18 October 2022 Our values shape every aspect of our lives. "They affect our relationships, happiness, well-being and, not lastly, how we go about our everyday lives," says Elena Makarova, Director of the Institute for Educational Sciences at the University of Basel. In addition to their lives at home with their parents, the school plays a key role in how children develop their own values.

Still, quite little is known about whether and how values are taught in the classroom. A long-term study conducted under the leadership of Dr. Makarova aims to close this knowledge gap. Now that the researchers have completed the main task of collecting data, they have presented their initial findings. They have shown which values are most important to primary school children in Switzerland and which value-related educational goals teachers want to cultivate.

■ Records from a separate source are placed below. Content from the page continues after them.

//! Common library for `rdspump`: moving files in and out of Oracle directory objects
//!
//! This crate holds everything the `rdspump` binary does apart from argument parsing.
//!
//! # Modules
//!
//! - [`profile`] - INI configuration file with a DEFAULT section and named profiles
//! - [`config`] - merging DEFAULT, profile and command-line values into [`Settings`]
//! - [`dsn`] - Oracle connect descriptor built from host/port/service/SID
//! - [`session`] - database capabilities needed by the transfer engine
//! - `oracle` - [`session::Session`] on top of the `oracle` crate (feature `oracle`)
//! - [`transfer`] - chunked PUT, GET and DEL
//! - [`progress`] - rate-limited text updates or an interactive progress bar
//!
//! # Logging
//!
//! Logs go to stdout and progress goes to stderr. Verbosity is controlled by
//! [`OutputConfig::verbose`]: 0=ERROR, 1=INFO, 2=DEBUG, 3=TRACE. `RUST_LOG` is honored when set.

pub mod config;
pub mod dsn;
pub mod error;
#[cfg(feature = "oracle")]
pub mod oracle;
pub mod profile;
pub mod progress;
pub mod session;
pub mod transfer;

#[cfg(test)]
mod testutils;

pub use config::{ConnectionParams, Mode, OutputConfig, Overrides, RunParams, Settings, resolve};
pub use error::{Error, NotFound};
pub use profile::ConfigFile;
pub use progress::{ProgressSettings, ProgressType};
pub use session::{RemoteFile, Session};
pub use transfer::Summary;

fn level_for(output: &OutputConfig) -> &'static str {
    if output.quiet {
        return "off";
    }
    match output.verbose {
        0 => "error",
        1 => "info",
        2 => "debug",
        _ => "trace",
    }
}

/// Installs the stdout log subscriber, safe to call more than once
pub fn init_tracing(output: &OutputConfig) {
    let filter = match std::env::var(tracing_subscriber::EnvFilter::DEFAULT_ENV) {
        Ok(directives) if !directives.is_empty() => tracing_subscriber::EnvFilter::new(directives),
        _ => tracing_subscriber::EnvFilter::new(level_for(output)),
    };
    let _ = tracing_subscriber::fmt()
        .with_env_filter(filter)
        .with_writer(std::io::stdout)
        .with_target(false)
        .try_init();
}

/// Runs `func` with logging configured, reports a failure once and returns `None` for it
pub fn run<T, F>(output: OutputConfig, func: F) -> Option<T>
where
    F: FnOnce() -> anyhow::Result<T>,
{
    init_tracing(&output);
    match func() {
        Ok(value) => Some(value),
        Err(error) => {
            tracing::error!("{:#}", error);
            None
        }
    }
}
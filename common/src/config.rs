//! Run settings: connection parameters, run parameters and the merge that builds them
//!
//! Settings are produced once per run by [`resolve`] from three layers, lowest priority first:
//! the DEFAULT section of the config file, the selected profile section and command-line
//! overrides. The result is immutable and passed by reference to the transfer engine.

use crate::error::{Error, Result};
use crate::profile::{ConfigFile, Section};

/// Output and logging configuration
#[derive(Debug, Clone, Copy, Default)]
pub struct OutputConfig {
    /// Suppress error output
    pub quiet: bool,
    /// Verbosity level: 0=ERROR, 1=INFO, 2=DEBUG, 3=TRACE
    pub verbose: u8,
    /// Print summary statistics at the end
    pub print_summary: bool,
}

/// Oracle connection parameters
///
/// Either `dsn` is set, or `address` with `service` and/or `sid` are set and a descriptor can be
/// built from them (see [`crate::dsn`]).
#[derive(Clone, Default, PartialEq, Eq)]
pub struct ConnectionParams {
    pub user: Option<String>,
    pub password: Option<String>,
    pub port: Option<u16>,
    pub sid: Option<String>,
    pub service: Option<String>,
    pub address: Option<String>,
    pub dsn: Option<String>,
}

impl std::fmt::Debug for ConnectionParams {
    fn fmt(&self, f: &mut std::fmt::Formatter<'_>) -> std::fmt::Result {
        f.debug_struct("ConnectionParams")
            .field("user", &self.user)
            .field("password", &self.password.as_ref().map(|_| "********"))
            .field("port", &self.port)
            .field("sid", &self.sid)
            .field("service", &self.service)
            .field("address", &self.address)
            .field("dsn", &self.dsn)
            .finish()
    }
}

fn parse_port(value: &str) -> Result<u16> {
    value
        .trim()
        .parse::<u16>()
        .map_err(|_| Error::config(format!("invalid port {value:?}")))
}

fn non_empty(value: Option<&String>) -> Option<String> {
    value.filter(|v| !v.is_empty()).cloned()
}

impl ConnectionParams {
    /// Uses `dsn` verbatim and drops the discrete address fields
    pub fn set_dsn(&mut self, dsn: impl Into<String>) {
        self.dsn = Some(dsn.into());
        self.port = None;
        self.sid = None;
        self.service = None;
        self.address = None;
    }

    pub fn has_dsn(&self) -> bool {
        self.dsn.is_some()
    }

    /// User and password, both are required for every connection
    pub fn credentials(&self) -> Result<(&str, &str)> {
        let user = self
            .user
            .as_deref()
            .ok_or_else(|| Error::config("user is not set"))?;
        let password = self
            .password
            .as_deref()
            .ok_or_else(|| Error::config("password is not set"))?;
        Ok((user, password))
    }

    /// Overwrites fields present in `section`, keeps the rest
    fn apply_section(&mut self, section: &Section) -> Result<()> {
        let set = |field: &mut Option<String>, key: &str| {
            if let Some(value) = section.get(key) {
                *field = Some(value.to_string());
            }
        };
        set(&mut self.user, "user");
        set(&mut self.password, "password");
        set(&mut self.sid, "sid");
        set(&mut self.service, "service");
        set(&mut self.address, "address");
        set(&mut self.dsn, "dsn");
        if let Some(port) = section.get("port") {
            self.port = Some(parse_port(port)?);
        }
        Ok(())
    }

    /// Overwrites fields set in `other`, keeps the rest
    fn apply_overrides(&mut self, other: &ConnectionParams) {
        let set = |field: &mut Option<String>, value: Option<&String>| {
            if let Some(value) = non_empty(value) {
                *field = Some(value);
            }
        };
        set(&mut self.user, other.user.as_ref());
        set(&mut self.password, other.password.as_ref());
        set(&mut self.sid, other.sid.as_ref());
        set(&mut self.service, other.service.as_ref());
        set(&mut self.address, other.address.as_ref());
        set(&mut self.dsn, other.dsn.as_ref());
        if other.port.is_some() {
            self.port = other.port;
        }
    }
}

/// Operation selected on the command line
#[derive(Debug, Clone, Copy, PartialEq, Eq, Default)]
pub enum Mode {
    Get,
    Put,
    Del,
    #[default]
    None,
}

impl std::fmt::Display for Mode {
    fn fmt(&self, f: &mut std::fmt::Formatter<'_>) -> std::fmt::Result {
        let name = match self {
            Mode::Get => "GET",
            Mode::Put => "PUT",
            Mode::Del => "DEL",
            Mode::None => "NONE",
        };
        write!(f, "{name}")
    }
}

#[derive(Debug, Clone, Default, PartialEq, Eq)]
pub struct RunParams {
    pub profile: Option<String>,
    /// Remote directory object name
    pub directory: Option<String>,
    pub file: Option<String>,
    pub mode: Mode,
}

/// Values given on the command line, they take precedence over the config file
#[derive(Debug, Clone, Default)]
pub struct Overrides {
    pub profile: Option<String>,
    pub directory: Option<String>,
    pub file: Option<String>,
    pub mode: Mode,
    pub connection: ConnectionParams,
}

#[derive(Debug, Clone, Default, PartialEq, Eq)]
pub struct Settings {
    pub connection: ConnectionParams,
    pub run: RunParams,
}

impl Settings {
    /// Remote directory object and file name, both must be known by now
    pub fn remote(&self) -> Result<crate::session::RemoteFile> {
        let directory = self.run.directory.as_deref().ok_or_else(|| {
            Error::config("remote directory is neither configured nor given on the command line")
        })?;
        let file = self
            .run
            .file
            .as_deref()
            .ok_or_else(|| Error::config("file name is missing"))?;
        Ok(crate::session::RemoteFile::new(directory, file))
    }
}

/// Merges DEFAULT, the selected profile and command-line overrides into [`Settings`]
pub fn resolve(config: &ConfigFile, overrides: &Overrides) -> Result<Settings> {
    let mut connection = ConnectionParams::default();
    let mut run = RunParams::default();
    let defaults = config.defaults();
    connection.apply_section(defaults)?;
    run.directory = defaults.get("directory").map(str::to_string);
    run.profile = non_empty(overrides.profile.as_ref())
        .or_else(|| defaults.get("profile").map(str::to_string));
    if let Some(name) = run.profile.as_deref() {
        let section = config
            .profile(name)
            .ok_or_else(|| Error::config(format!("no such profile {name:?}")))?;
        tracing::debug!("applying profile {:?}", section.name());
        connection.apply_section(section)?;
        if let Some(directory) = section.get("directory") {
            run.directory = Some(directory.to_string());
        }
    }
    connection.apply_overrides(&overrides.connection);
    if let Some(directory) = non_empty(overrides.directory.as_ref()) {
        run.directory = Some(directory);
    }
    if let Some(dsn) = connection.dsn.take() {
        connection.set_dsn(dsn);
    }
    run.file = non_empty(overrides.file.as_ref());
    run.mode = overrides.mode;
    let settings = Settings { connection, run };
    tracing::debug!("resolved settings: {:?}", settings);
    Ok(settings)
}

Well-being of others at the top of the list

For the project, doctoral students Ricarda Scholz-Kuhn and Thomas Oeschger visited 97 school classes in 59 primary schools in the German-speaking part of Switzerland. With the help of other students, they asked more than 1,200 children several times over the course of two years what values mattered most to them. To illustrate abstract concepts, the children were shown drawings. "Conformity", for instance, was illustrated by a picture of a child waiting at a crossing for the light to change; "achievement" was depicted with a cheering athlete standing on a podium. According to Scholz-Kuhn, this method, which was developed by other researchers, was quite effective. ""The use of pictures enable children to understand the value pictures, which is important at this young age due to the heterogenous level of reading skills."

The analysis showed the value of "benevolence" was most important to primary school children - that is, helping to ensure the well-being of the people one cares about mattered most to them. "Security" was also high on the list of values. Another reason for this, according to the researchers, was that the survey was conducted in the middle of the coronavirus pandemic. "Power", on the other hand, landed at the bottom of the list of values. "Social status, prestige and authority thus do not appear to matter much to children at this age," says Makarova.

Teachers well-aligned with curriculum

As part of the study, over a hundred teachers were also asked what values they want to teach in the classroom. "Benevolence" was also the most important value for them, but so was the value of "self-direction". For children, the latter was just barely in the running. By focusing on these values, the teachers - whether they were aware of it or not - aligned themselves closely with the Swiss curriculum (Lehrplan 21) targets that have been set for German-speaking Switzerland.

In addition to course contents and academic proficiencies, the curriculum requirements also define which values should be given a focus in teaching - even if not always explicitly. "Oftentimes, hints at the values are hidden in the descriptions of the competences," says doctoral candidate Thomas Oeschger, who subsequently combed through the contents of the curriculum. The values of "benevolence" and "self-direction" preferred by teachers cropped up here, too. According to Oeschger, the curriculum therefore generally reflected the humanist and democratic ideals that are also laid down in Switzerland’s Federal Constitution and legislation governing compulsory schooling.

Makarova explained that the data analysis is still far from complete. For example, the researchers plan to complete a cross-country comparison with Great Britain, where schools also took place in the survey. An analysis of the shift in values over the two years observed in the study is also yet to be completed. Additionally, the results will help to develop new continuing education concepts aimed at further enabling teachers to help children form their values.